At your departure from the hospital (sometimes several days later), you will receive a hospitalisation report. The document contains important information about your hospital stay, your surgery and recommended follow-up. If you need to call your attending physician or visit the hospital for any reason, take this document with you so that the physician knows the details of your treatment. This is especially important if you need to consult another doctor or longer after discharge.
What else should I watch out for?
If you experience more frequent problems, burning or difficulty urinating, or have unusual bleeding, consult your attending physician.

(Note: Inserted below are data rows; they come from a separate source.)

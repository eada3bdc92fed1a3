//! Change hooks run around an enumerable transition.
//!
//! A hook is either an inline closure, whose two-argument signature is
//! fixed by its type, or the name of a [`Callback`] defined on the model.
//! Named callbacks carry a declared [`Arity`] that is checked every time a
//! mutator resolves them.

use std::fmt;
use std::sync::Arc;

use serde_json::Value;

use super::EnumerableError;
use crate::models::{Document, Model};

pub type BeforeChangeFn = dyn Fn(&Document, &str, &str) -> bool + Send + Sync;
pub type AfterChangeFn = dyn Fn(&Document, &str, &str) + Send + Sync;

/// Runs before the field is written. A falsy result vetoes the change.
pub type BeforeChange = Hook<BeforeChangeFn>;

/// Runs after the field was written.
pub type AfterChange = Hook<AfterChangeFn>;

pub enum Hook<F: ?Sized> {
    /// A callback looked up on the model by name when the mutator runs.
    Named(String),
    Inline(Arc<F>),
}

impl<F: ?Sized> Hook<F> {
    pub fn named(name: impl Into<String>) -> Self {
        Self::Named(name.into())
    }

    /// Find the callable behind this hook, validating named callbacks.
    pub(crate) fn resolve<'a>(
        &'a self,
        model: &'a Model,
    ) -> Result<Resolved<'a, F>, EnumerableError> {
        match self {
            Self::Inline(f) => Ok(Resolved::Inline(&**f)),
            Self::Named(name) => {
                let callback = model
                    .callback(name)
                    .ok_or_else(|| EnumerableError::MissingCallback {
                        model: model.name().to_string(),
                        name: name.clone(),
                    })?;
                callback.validate(name)?;
                Ok(Resolved::Callback(callback))
            }
        }
    }
}

impl Hook<BeforeChangeFn> {
    pub fn inline(f: impl Fn(&Document, &str, &str) -> bool + Send + Sync + 'static) -> Self {
        Self::Inline(Arc::new(f))
    }
}

impl Hook<AfterChangeFn> {
    pub fn inline(f: impl Fn(&Document, &str, &str) + Send + Sync + 'static) -> Self {
        Self::Inline(Arc::new(f))
    }
}

impl<F: ?Sized> Clone for Hook<F> {
    fn clone(&self) -> Self {
        match self {
            Self::Named(name) => Self::Named(name.clone()),
            Self::Inline(f) => Self::Inline(Arc::clone(f)),
        }
    }
}

impl<F: ?Sized> fmt::Debug for Hook<F> {
    fn fmt(&self, f: &mut fmt::Formatter<'_>) -> fmt::Result {
        match self {
            Self::Named(name) => f.debug_tuple("Named").field(name).finish(),
            Self::Inline(_) => f.write_str("Inline(..)"),
        }
    }
}

pub(crate) enum Resolved<'a, F: ?Sized> {
    Inline(&'a F),
    Callback(&'a Callback),
}

impl Resolved<'_, BeforeChangeFn> {
    pub(crate) fn allows(&self, document: &Document, old: &str, new: &str) -> bool {
        match self {
            Self::Inline(f) => f(document, old, new),
            Self::Callback(callback) => truthy(&callback.invoke_change(document, old, new)),
        }
    }
}

impl Resolved<'_, AfterChangeFn> {
    pub(crate) fn notify(&self, document: &Document, old: &str, new: &str) {
        match self {
            Self::Inline(f) => f(document, old, new),
            Self::Callback(callback) => {
                callback.invoke_change(document, old, new);
            }
        }
    }
}

/// Declared parameter count of a [`Callback`].
#[derive(Debug, Clone, Copy, PartialEq, Eq)]
pub enum Arity {
    Fixed(usize),
    /// Accepts any number of arguments; never rejected as a hook.
    Variadic,
}

/// A named method defined on a model, callable with positional JSON arguments.
#[derive(Clone)]
pub struct Callback {
    arity: Arity,
    body: Arc<dyn Fn(&Document, &[Value]) -> Value + Send + Sync>,
}

impl Callback {
    pub fn new(
        arity: Arity,
        body: impl Fn(&Document, &[Value]) -> Value + Send + Sync + 'static,
    ) -> Self {
        Self {
            arity,
            body: Arc::new(body),
        }
    }

    /// A callback taking `(old_value, new_value)`.
    pub fn change(body: impl Fn(&Document, &str, &str) -> Value + Send + Sync + 'static) -> Self {
        Self::new(Arity::Fixed(2), move |document, args| {
            let old = args.first().and_then(Value::as_str).unwrap_or_default();
            let new = args.get(1).and_then(Value::as_str).unwrap_or_default();
            body(document, old, new)
        })
    }

    pub fn arity(&self) -> Arity {
        self.arity
    }

    pub fn invoke(&self, document: &Document, args: &[Value]) -> Value {
        (self.body)(document, args)
    }

    fn invoke_change(&self, document: &Document, old: &str, new: &str) -> Value {
        self.invoke(
            document,
            &[Value::String(old.to_string()), Value::String(new.to_string())],
        )
    }

    pub(crate) fn validate(&self, name: &str) -> Result<(), EnumerableError> {
        match self.arity {
            Arity::Fixed(2) | Arity::Variadic => Ok(()),
            Arity::Fixed(_) => Err(EnumerableError::InvalidHookSignature {
                method: name.to_string(),
            }),
        }
    }
}

impl fmt::Debug for Callback {
    fn fmt(&self, f: &mut fmt::Formatter<'_>) -> fmt::Result {
        f.debug_struct("Callback")
            .field("arity", &self.arity)
            .finish_non_exhaustive()
    }
}

/// `null` and `false` are falsy, every other value is truthy.
pub fn truthy(value: &Value) -> bool {
    !matches!(value, Value::Null | Value::Bool(false))
}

Seek medical attention in the following cases:
- Strong vaginal bleeding or discharge
- Persistent abdominal or lumbar pain
- High fever
- Pain or other difficulties when urinating
Any important information?
Follow the recommendations below to ensure an uncomplicated course of healing. Do not bath (shower only) and avoid sexual activities and cycling for at least one month after the surgery. Do not lift heavy loads (more than 5 kg) for about 4 to 6 weeks. The duration of sick leave depends on your type of occupation – office work is possible without restrictions after 7 to 14 days. Manual and physically demanding work is possible after 4 to 6 weeks, exceptionally after up to 3 months. Your recovery may take longer in case of infectious or other complications.